> [Description of the task]:
From the line that includes "self.queue.prune_lower_priority(job.priority);" to the last line of the records, inclusive, repeat each line exactly.

> [Data in this exercise]:
◆ ◆ ◆ ◆

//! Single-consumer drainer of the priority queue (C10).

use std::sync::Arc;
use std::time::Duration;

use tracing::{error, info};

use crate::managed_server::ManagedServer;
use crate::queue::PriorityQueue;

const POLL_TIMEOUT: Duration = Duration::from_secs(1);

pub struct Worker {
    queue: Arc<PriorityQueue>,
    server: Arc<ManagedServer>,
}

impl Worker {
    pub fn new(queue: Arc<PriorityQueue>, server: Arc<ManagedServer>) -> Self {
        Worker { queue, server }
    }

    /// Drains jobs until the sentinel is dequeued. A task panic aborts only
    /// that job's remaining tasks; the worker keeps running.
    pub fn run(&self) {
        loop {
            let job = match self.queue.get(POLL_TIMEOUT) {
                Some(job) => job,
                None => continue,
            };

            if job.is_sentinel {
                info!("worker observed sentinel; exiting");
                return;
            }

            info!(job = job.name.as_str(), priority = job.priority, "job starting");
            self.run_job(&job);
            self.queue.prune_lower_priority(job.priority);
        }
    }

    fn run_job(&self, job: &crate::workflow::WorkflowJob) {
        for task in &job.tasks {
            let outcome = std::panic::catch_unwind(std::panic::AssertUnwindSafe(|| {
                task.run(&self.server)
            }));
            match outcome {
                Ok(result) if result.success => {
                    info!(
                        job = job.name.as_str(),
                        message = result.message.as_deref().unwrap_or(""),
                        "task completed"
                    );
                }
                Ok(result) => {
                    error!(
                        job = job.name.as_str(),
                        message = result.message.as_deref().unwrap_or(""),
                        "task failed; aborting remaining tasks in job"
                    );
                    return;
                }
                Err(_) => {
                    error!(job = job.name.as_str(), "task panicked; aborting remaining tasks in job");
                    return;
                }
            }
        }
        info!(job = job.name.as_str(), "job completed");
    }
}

◆ ◆ ◆ ◆

> [Response area]:
            self.queue.prune_lower_priority(job.priority);
        }
    }

    fn run_job(&self, job: &crate::workflow::WorkflowJob) {
        for task in &job.tasks {
            let outcome = std::panic::catch_unwind(std::panic::AssertUnwindSafe(|| {
                task.run(&self.server)
            }));
            match outcome {
                Ok(result) if result.success => {
                    info!(
                        job = job.name.as_str(),
                        message = result.message.as_deref().unwrap_or(""),
                        "task completed"
                    );
                }
                Ok(result) => {
                    error!(
                        job = job.name.as_str(),
                        message = result.message.as_deref().unwrap_or(""),
                        "task failed; aborting remaining tasks in job"
                    );
                    return;
                }
                Err(_) => {
                    error!(job = job.name.as_str(), "task panicked; aborting remaining tasks in job");
                    return;
                }
            }
        }
        info!(job = job.name.as_str(), "job completed");
    }
}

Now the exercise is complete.